Mia (Victoria Schulz), das Electric Girl. © WDR/NiKo Film

Ziska Riemann gelingt bei ihrem Debüt „Electric Girl“ ein Gleichgewicht zwischen Superheldinnen-Komödie und Psychogramm.

Eine Party in einem hippen Loft, irgendwo in Hamburg. Musik füllt den Raum, Menschen stehen zusammen, reden, tanzen. Mia (Victoria Schulz) zieht ihre Begleitung durch die Menge, grüßt Bekannte, stellt Jakob (Björn von der Wellen), den Sie hierhergebracht hat, ihrer Freundin Lissy (Svenja Jung) vor. Es folgt Geplänkel, wer wen woher kennt, Gesprächsfetzen über Alltägliches. Doch Mia kann sich in die Situation nicht einfinden, beobachtet das Geschehen wie ein Außenstehende. Sie ist ruhelos, hat eine andere Wahrnehmung der Umwelt und tritt schließlich unbemerkt von den Umstehenden auf eine Brüstung. Ein kurzes Zögern noch und sie springt in die Tiefe.

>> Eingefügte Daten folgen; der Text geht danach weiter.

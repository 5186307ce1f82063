//! End-to-end pipeline: baseline, detrend, normalize, filter.
//!
//! Stage order follows the measurement protocol: the baseline is estimated on
//! the raw traces, detrending is applied to the raw traces as well, both
//! normalizations are computed against the baseline table, and only the
//! primary normalization is smoothed.

use log::info;

use crate::baseline::BaselineComputer;
use crate::detrend::Detrender;
use crate::error::Result;
use crate::filters::FilterApplier;
use crate::modes::NormalizationMode;
use crate::normalize::{self, Baseline, DffOptions};
use crate::profile_scope;
use crate::table::TraceTable;
use crate::types::{PipelineConfig, PipelineOutput};

/// Runs the whole pipeline on an in-memory trace table.
#[derive(Debug, Clone)]
pub struct PipelineRunner {
    config: PipelineConfig,
}

impl PipelineRunner {
    /// Rejects configurations whose parameters are outside their domain;
    /// table-dependent checks happen inside [`run`](Self::run).
    pub fn new(config: PipelineConfig) -> Result<Self> {
        config.validate()?;
        Ok(Self { config })
    }

    pub fn config(&self) -> &PipelineConfig {
        &self.config
    }

    pub fn run(&self, traces: &TraceTable) -> Result<PipelineOutput> {
        info!(
            "Running pipeline on {} channels x {} frames (baseline: {}, detrend: {}, filter: {})",
            traces.n_channels(),
            traces.n_frames(),
            self.config.baseline_mode.as_str(),
            self.config.detrend.as_str(),
            self.config.filter_method.as_str()
        );

        let estimate = {
            profile_scope!("baseline");
            let computer = BaselineComputer {
                mode: self.config.baseline_mode,
                stim_frame: self.config.stim_frame,
                pre_window: self.config.pre_window,
                rolling_window: self.config.resolved_baseline_window(),
                global_percentile_q: self.config.global_percentile_q,
                rolling_percentile_q: self.config.rolling_percentile_q,
                ..Default::default()
            };
            computer.compute(traces)?
        };

        let detrended = {
            profile_scope!("detrend");
            let detrender = Detrender {
                method: self.config.detrend,
                rolling_window: self.config.resolved_detrend_window(),
            };
            detrender.apply(traces)?
        };

        let baseline = Baseline::Table(estimate.table.clone());
        let (subtracted, dff) = {
            profile_scope!("normalize");
            let subtracted = normalize::subtract(&detrended, &baseline)?;
            let dff = normalize::delta_f_over_f(&detrended, &baseline, &DffOptions::default())?;
            (subtracted, dff)
        };

        let primary = match self.config.normalization_mode {
            NormalizationMode::Dff => &dff,
            NormalizationMode::Subtract => &subtracted,
        };

        let filtered = {
            profile_scope!("filter");
            let applier = FilterApplier {
                method: self.config.filter_method,
                gaussian_sigma: self.config.gaussian_sigma,
                gauss_boundary: self.config.gauss_boundary,
                savgol_window: self.config.savgol_window,
                savgol_poly: self.config.savgol_poly,
            };
            applier.apply(primary)?
        };

        info!("Pipeline finished ({} primary)", self.config.normalization_mode.as_str());

        Ok(PipelineOutput::new(
            self.config.clone(),
            estimate.table,
            estimate.f0,
            detrended,
            subtracted,
            dff,
            filtered,
        ))
    }
}

#[cfg(test)]
mod tests {
    use super::*;
    use crate::modes::{BaselineMode, DetrendMethod, FilterMethod};

    fn ramp_table(n: usize, slope: f64) -> TraceTable {
        let col: Vec<f64> = (0..n).map(|i| slope * i as f64).collect();
        TraceTable::new(vec!["ROI_1".to_string()], vec![col]).unwrap()
    }

    fn small_config() -> PipelineConfig {
        PipelineConfig {
            stim_frame: Some(20),
            pre_window: 15,
            filter_method: FilterMethod::Gaussian,
            gaussian_sigma: 0.0,
            ..Default::default()
        }
    }

    #[test]
    fn test_run_produces_all_tables() {
        let runner = PipelineRunner::new(small_config()).unwrap();
        let output = runner.run(&ramp_table(60, 1.0)).unwrap();
        for table in [
            &output.f0,
            &output.detrended,
            &output.subtracted,
            &output.dff,
            &output.filtered,
        ] {
            assert_eq!(table.n_frames(), 60);
            assert_eq!(table.n_channels(), 1);
        }
        assert_eq!(output.f0_vec.len(), 1);
        assert_eq!(output.primary, NormalizationMode::Dff);
    }

    #[test]
    fn test_baseline_comes_from_raw_traces() {
        // On a pure ramp, linear detrending flattens everything to ~0. The
        // subtracted table still sits near -F0, which proves F0 was taken
        // from the raw traces, not the detrended ones.
        let config = PipelineConfig {
            stim_frame: Some(10),
            pre_window: 5,
            detrend: DetrendMethod::Linear,
            ..small_config()
        };
        let runner = PipelineRunner::new(config).unwrap();
        let output = runner.run(&ramp_table(20, 2.0)).unwrap();
        // raw frames 5..10 are [10, 12, 14, 16, 18], median 14
        assert_eq!(output.f0_vec.values(), &[14.0]);
        for v in output.subtracted.column(0) {
            assert!((v - (-14.0)).abs() < 1e-9);
        }
    }

    #[test]
    fn test_subtract_primary_selects_subtracted_table() {
        let config = PipelineConfig {
            normalization_mode: NormalizationMode::Subtract,
            ..small_config()
        };
        let runner = PipelineRunner::new(config).unwrap();
        let output = runner.run(&ramp_table(60, 1.0)).unwrap();
        assert_eq!(output.primary, NormalizationMode::Subtract);
        // sigma 0 leaves the primary table untouched
        assert_eq!(output.filtered.column(0), output.subtracted.column(0));
    }

    #[test]
    fn test_both_normalizations_always_present() {
        let config = PipelineConfig {
            normalization_mode: NormalizationMode::Subtract,
            ..small_config()
        };
        let output = PipelineRunner::new(config)
            .unwrap()
            .run(&ramp_table(60, 1.0))
            .unwrap();
        assert!(!output.dff.is_empty());
        assert!(!output.subtracted.is_empty());
    }

    #[test]
    fn test_rolling_baseline_config_plumbs_through() {
        let config = PipelineConfig {
            baseline_mode: BaselineMode::RollingMedian,
            baseline_rolling_window: Some(5),
            stim_frame: None,
            ..small_config()
        };
        let runner = PipelineRunner::new(config).unwrap();
        let output = runner.run(&ramp_table(30, 1.0)).unwrap();
        // a 5-frame rolling median of a ramp tracks the ramp in the interior
        assert_eq!(output.f0.column(0)[10], 10.0);
    }

    #[test]
    fn test_invalid_config_rejected_up_front() {
        let config = PipelineConfig {
            pre_window: 1,
            ..Default::default()
        };
        assert!(PipelineRunner::new(config).is_err());
    }
}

Jakob und Lissy sehen den Sprung im letzten Moment und stürzen auf den Abgrund zu. Doch Mia ist nicht gestürzt, sondern steht auf der Feuerleiter des Nebengebäudes. Wie sie dorthin gekommen ist, lässt Ziska Riemanns Film Electric Girl so offen, wie viele Fragen, die sich dem Zuschauer stellen. Kommt Mia, die als Synchronsprecherin unter der Regie von Jakob die Rolle der japanischen Superheldin Kimiko übernimmt, durch einen Stromschlag selbst zu übernatürlichen Fähigkeiten? Ist es die Trauer um ihren todkranken Vater, die sie nach einer alternativen Realität suchen lässt? Oder steigert sie sich in eine Illusion hinein, um der Banalität des Alltags zu entkommen?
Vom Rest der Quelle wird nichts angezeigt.